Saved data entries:
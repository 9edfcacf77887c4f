// SPDX-License-Identifier: AGPL-3.0-or-later
// Copyright (C) 2012-2025 Andrei Maltsev

use core::fmt;

use serde::{Deserialize, Serialize};

/// Signature scheme applied to produced segments.
#[derive(Deserialize, Serialize, Debug, Clone, Copy, PartialEq, Eq, Default)]
pub enum SignatureKind {
    /// Integrity-only self digest (SHA-256 over the signed portion).
    #[serde(rename = "SHA256", alias = "sha256")]
    #[default]
    Sha256,
    /// Asymmetric signature produced by the application-provided signer.
    #[serde(rename = "RSA256", alias = "rsa256")]
    Rsa256,
}

impl SignatureKind {
    /// On-wire signature value estimate used by the segmenter's payload
    /// arithmetic.
    pub fn signature_size(self) -> usize {
        match self {
            SignatureKind::Sha256 | SignatureKind::Rsa256 => 32,
        }
    }
}

impl fmt::Display for SignatureKind {
    fn fmt(&self, f: &mut fmt::Formatter<'_>) -> fmt::Result {
        f.write_str(match self {
            SignatureKind::Sha256 => "SHA256",
            SignatureKind::Rsa256 => "RSA256",
        })
    }
}

/// Tie-break rule when several stored packets match one request.
#[derive(Deserialize, Serialize, Debug, Clone, Copy, PartialEq, Eq, Default)]
pub enum ChildSelector {
    #[serde(rename = "Leftmost", alias = "leftmost")]
    #[default]
    Leftmost,
    #[serde(rename = "Rightmost", alias = "rightmost")]
    Rightmost,
}

impl fmt::Display for ChildSelector {
    fn fmt(&self, f: &mut fmt::Formatter<'_>) -> fmt::Result {
        f.write_str(match self {
            ChildSelector::Leftmost => "Leftmost",
            ChildSelector::Rightmost => "Rightmost",
        })
    }
}

/// Prefix registration lifecycle on the producer side.
#[derive(Debug, Clone, Copy, PartialEq, Eq, Default)]
pub enum RegistrationStatus {
    #[default]
    NotAttempted,
    InProgress,
    Success,
    Failure,
}

impl RegistrationStatus {
    pub fn is_success(self) -> bool {
        matches!(self, RegistrationStatus::Success)
    }
}
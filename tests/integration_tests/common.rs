// SPDX-License-Identifier: AGPL-3.0-or-later
// Copyright (C) 2012-2025 Andrei Maltsev

use std::{str::FromStr, sync::Arc};

use anyhow::Result;
use ndn_transfer_rs::{
    cfg::config::{ConsumerConfig, ProducerConfig},
    consumer::context::{Consumer, RetrievalMode},
    face::mem::{MemFace, MemLink},
    models::name::Name,
    producer::context::Producer,
    security::signer::Sha256Signer,
};

pub fn link() -> Arc<MemLink> {
    Arc::new(MemLink::new())
}

pub fn producer_config(prefix: &str) -> Result<ProducerConfig> {
    let mut cfg = ProducerConfig::new(Name::from_str(prefix)?);
    cfg.validate_and_normalize()?;
    Ok(cfg)
}

pub fn consumer_config(prefix: &str) -> Result<ConsumerConfig> {
    let mut cfg = ConsumerConfig::new(Name::from_str(prefix)?);
    cfg.validate_and_normalize()?;
    Ok(cfg)
}

pub fn producer_on(link: &Arc<MemLink>, cfg: ProducerConfig) -> Producer<MemFace> {
    Producer::new(cfg, Arc::new(link.face()), Box::new(Sha256Signer))
}

pub fn consumer_on(
    link: &Arc<MemLink>,
    cfg: ConsumerConfig,
    mode: RetrievalMode,
) -> Consumer<MemFace> {
    Consumer::new(cfg, Arc::new(link.face()), mode)
}

/// Deterministic pseudo-random payload.
pub fn payload(len: usize) -> Vec<u8> {
    let mut state = 0x9e3779b97f4a7c15u64;
    (0..len)
        .map(|_| {
            state = state
                .wrapping_mul(6364136223846793005)
                .wrapping_add(1442695040888963407);
            (state >> 29) as u8
        })
        .collect()
}
use std::collections::HashMap;
use std::sync::Arc;

use parking_lot::Mutex;

use crate::filter::Filter;
use crate::types::LogRecord;

/// Records and the filter map live under one lock so filtered reads never
/// observe a record-in-transit or a half-applied filter change.
#[derive(Default)]
struct Inner {
    records: Vec<Arc<LogRecord>>,
    filters: HashMap<String, Filter>,
}

/// Thread-safe append-only store for parsed records plus named filters.
#[derive(Default)]
pub struct LogStore {
    inner: Mutex<Inner>,
}

impl LogStore {
    pub fn new() -> Self {
        Self::default()
    }

    /// Append one record and report whether it passes the current filter
    /// set. Insert and evaluation happen under the same lock.
    pub fn append(&self, record: Arc<LogRecord>) -> bool {
        let mut inner = self.inner.lock();
        inner.records.push(Arc::clone(&record));
        inner.filters.values().all(|filter| filter(&record))
    }

    /// Append a batch and return the subset passing the current filter set,
    /// in input order.
    pub fn append_batch(&self, records: Vec<Arc<LogRecord>>) -> Vec<Arc<LogRecord>> {
        let mut inner = self.inner.lock();
        inner.records.extend(records.iter().cloned());
        records
            .into_iter()
            .filter(|record| inner.filters.values().all(|filter| filter(record)))
            .collect()
    }

    /// Point-in-time copy of all records.
    pub fn read_all(&self) -> Vec<Arc<LogRecord>> {
        self.inner.lock().records.clone()
    }

    /// Point-in-time copy of the records passing every registered filter.
    pub fn read_filtered(&self) -> Vec<Arc<LogRecord>> {
        let inner = self.inner.lock();
        inner
            .records
            .iter()
            .filter(|record| inner.filters.values().all(|filter| filter(record)))
            .cloned()
            .collect()
    }

    /// Register a filter. A later filter with the same name replaces the
    /// earlier one.
    pub fn add_filter(&self, name: impl Into<String>, filter: Filter) {
        self.inner.lock().filters.insert(name.into(), filter);
    }

    pub fn remove_filter(&self, name: &str) {
        self.inner.lock().filters.remove(name);
    }

    pub fn clear_filters(&self) {
        self.inner.lock().filters.clear();
    }

    /// Empty both the records and the filter map.
    pub fn clear(&self) {
        let mut inner = self.inner.lock();
        inner.records.clear();
        inner.filters.clear();
    }

    pub fn len(&self) -> usize {
        self.inner.lock().records.len()
    }

    pub fn is_empty(&self) -> bool {
        self.len() == 0
    }
}

#[cfg(test)]
mod tests {
    use super::*;
    use crate::filter;
    use crate::types::Level;

    fn record(level: Level, tag: &str) -> Arc<LogRecord> {
        Arc::new(LogRecord {
            timestamp: "01-02 03:04:05.678".to_string(),
            pid: 1,
            tid: 1,
            level,
            tag: tag.to_string(),
            message: "m".to_string(),
        })
    }

    #[test]
    fn test_append_and_read_all() {
        let store = LogStore::new();
        store.append(record(Level::Info, "a"));
        store.append(record(Level::Warn, "b"));
        assert_eq!(store.len(), 2);

        let mut snapshot = store.read_all();
        snapshot.clear();
        // Mutating the snapshot must not affect the store.
        assert_eq!(store.len(), 2);
    }

    #[test]
    fn test_read_filtered_is_subset() {
        let store = LogStore::new();
        store.append(record(Level::Info, "a"));
        store.append(record(Level::Error, "b"));

        assert_eq!(store.read_filtered().len(), store.read_all().len());

        store.add_filter("errors", filter::min_level(Level::Error));
        let filtered = store.read_filtered();
        assert_eq!(filtered.len(), 1);
        assert_eq!(filtered[0].tag, "b");
    }

    #[test]
    fn test_remove_filter_restores_full_view() {
        let store = LogStore::new();
        store.append(record(Level::Info, "a"));
        store.add_filter("errors", filter::min_level(Level::Error));
        assert!(store.read_filtered().is_empty());

        store.remove_filter("errors");
        assert_eq!(store.read_filtered().len(), store.read_all().len());
    }

    #[test]
    fn test_same_name_filter_replaces() {
        let store = LogStore::new();
        store.append(record(Level::Warn, "a"));
        store.add_filter("level", filter::min_level(Level::Error));
        assert!(store.read_filtered().is_empty());

        store.add_filter("level", filter::min_level(Level::Warn));
        assert_eq!(store.read_filtered().len(), 1);
    }

    #[test]
    fn test_all_filters_must_pass() {
        let store = LogStore::new();
        store.append(record(Level::Error, "net"));
        store.append(record(Level::Error, "ui"));
        store.add_filter("level", filter::min_level(Level::Error));
        store.add_filter("tag", filter::tag_matches("^net$").unwrap());
        assert_eq!(store.read_filtered().len(), 1);
    }

    #[test]
    fn test_append_reports_filter_pass() {
        let store = LogStore::new();
        store.add_filter("errors", filter::min_level(Level::Error));
        assert!(!store.append(record(Level::Info, "a")));
        assert!(store.append(record(Level::Fatal, "b")));
        // Failing the filter set still appends.
        assert_eq!(store.len(), 2);
    }

    #[test]
    fn test_append_batch_returns_passing_subset() {
        let store = LogStore::new();
        store.add_filter("errors", filter::min_level(Level::Error));
        let passed = store.append_batch(vec![
            record(Level::Info, "a"),
            record(Level::Error, "b"),
            record(Level::Info, "c"),
        ]);
        assert_eq!(passed.len(), 1);
        assert_eq!(passed[0].tag, "b");
        assert_eq!(store.len(), 3);
    }

    #[test]
    fn test_clear_empties_records_and_filters() {
        let store = LogStore::new();
        store.append(record(Level::Info, "a"));
        store.add_filter("errors", filter::min_level(Level::Error));
        store.clear();
        assert!(store.is_empty());

        // Filters are gone too: a low-level record passes again.
        store.append(record(Level::Verbose, "b"));
        assert_eq!(store.read_filtered().len(), 1);
    }

    #[test]
    fn test_concurrent_appends() {
        let store = Arc::new(LogStore::new());
        let mut handles = Vec::new();
        for _ in 0..8 {
            let store = Arc::clone(&store);
            handles.push(std::thread::spawn(move || {
                for _ in 0..100 {
                    store.append(record(Level::Info, "t"));
                }
            }));
        }
        for handle in handles {
            handle.join().unwrap();
        }
        assert_eq!(store.len(), 800);
    }
}
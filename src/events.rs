use std::sync::Arc;
use std::sync::mpsc;
use std::thread::JoinHandle;

use parking_lot::{Mutex, RwLock};

use crate::types::LogRecord;

/// Everything the engine reports to its listener.
#[derive(Clone, Debug)]
pub enum CaptureEvent {
    /// The log-source process spawned successfully.
    Started,
    /// The log-source process failed to spawn; the engine stays stopped.
    StartFailed,
    /// The reader loop has exited, for any reason.
    Stopped,
    /// One filter-passing record.
    Record(Arc<LogRecord>),
    /// A flushed background buffer, already filtered, never empty.
    Batch(Vec<Arc<LogRecord>>),
}

/// Sink for capture events. At most one listener is registered at a time.
///
/// All methods default to no-ops so a consumer only implements the events it
/// cares about. `on_pre_record` runs synchronously on the reader thread;
/// everything else is delivered on the dispatcher's delivery thread.
pub trait EventListener: Send + Sync {
    fn on_start(&self) {}
    fn on_start_failed(&self) {}
    fn on_stop(&self) {}
    /// Same-thread notification immediately after a passing record is
    /// appended, before the delivery-thread hop.
    fn on_pre_record(&self, _record: &Arc<LogRecord>) {}
    fn on_record(&self, _record: Arc<LogRecord>) {}
    fn on_batch(&self, _records: Vec<Arc<LogRecord>>) {}
}

/// Decouples event delivery from the reader thread.
///
/// Posted events cross a channel to a dedicated delivery thread, which
/// invokes the listener in posting order. A batch posted before a record is
/// therefore delivered before it.
pub struct Dispatcher {
    listener: Arc<RwLock<Option<Arc<dyn EventListener>>>>,
    tx: Mutex<Option<mpsc::Sender<CaptureEvent>>>,
    worker: Mutex<Option<JoinHandle<()>>>,
}

impl Dispatcher {
    pub fn new() -> Self {
        let listener: Arc<RwLock<Option<Arc<dyn EventListener>>>> = Arc::new(RwLock::new(None));
        let (tx, rx) = mpsc::channel::<CaptureEvent>();

        let worker_listener = Arc::clone(&listener);
        let worker = std::thread::spawn(move || {
            while let Ok(event) = rx.recv() {
                let Some(listener) = worker_listener.read().clone() else {
                    continue;
                };
                match event {
                    CaptureEvent::Started => listener.on_start(),
                    CaptureEvent::StartFailed => listener.on_start_failed(),
                    CaptureEvent::Stopped => listener.on_stop(),
                    CaptureEvent::Record(record) => listener.on_record(record),
                    CaptureEvent::Batch(records) => listener.on_batch(records),
                }
            }
        });

        Self {
            listener,
            tx: Mutex::new(Some(tx)),
            worker: Mutex::new(Some(worker)),
        }
    }

    /// Register the listener. The last registration wins; `None` unregisters.
    pub fn set_listener(&self, listener: Option<Arc<dyn EventListener>>) {
        *self.listener.write() = listener;
    }

    /// Synchronous notification on the calling (reader) thread.
    pub(crate) fn pre_record(&self, record: &Arc<LogRecord>) {
        if let Some(listener) = self.listener.read().clone() {
            listener.on_pre_record(record);
        }
    }

    /// Queue an event for the delivery thread.
    pub(crate) fn post(&self, event: CaptureEvent) {
        if let Some(tx) = self.tx.lock().as_ref() {
            let _ = tx.send(event);
        }
    }
}

impl Default for Dispatcher {
    fn default() -> Self {
        Self::new()
    }
}

impl Drop for Dispatcher {
    fn drop(&mut self) {
        // Disconnect the channel so the delivery thread drains and exits.
        self.tx.lock().take();
        if let Some(worker) = self.worker.lock().take() {
            let _ = worker.join();
        }
    }
}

Aim of the task: Using the records above, filter out every line that lacks the string "passes" and copy the rest.

Answer to this task:
    /// Append one record and report whether it passes the current filter
        // Filters are gone too: a low-level record passes again.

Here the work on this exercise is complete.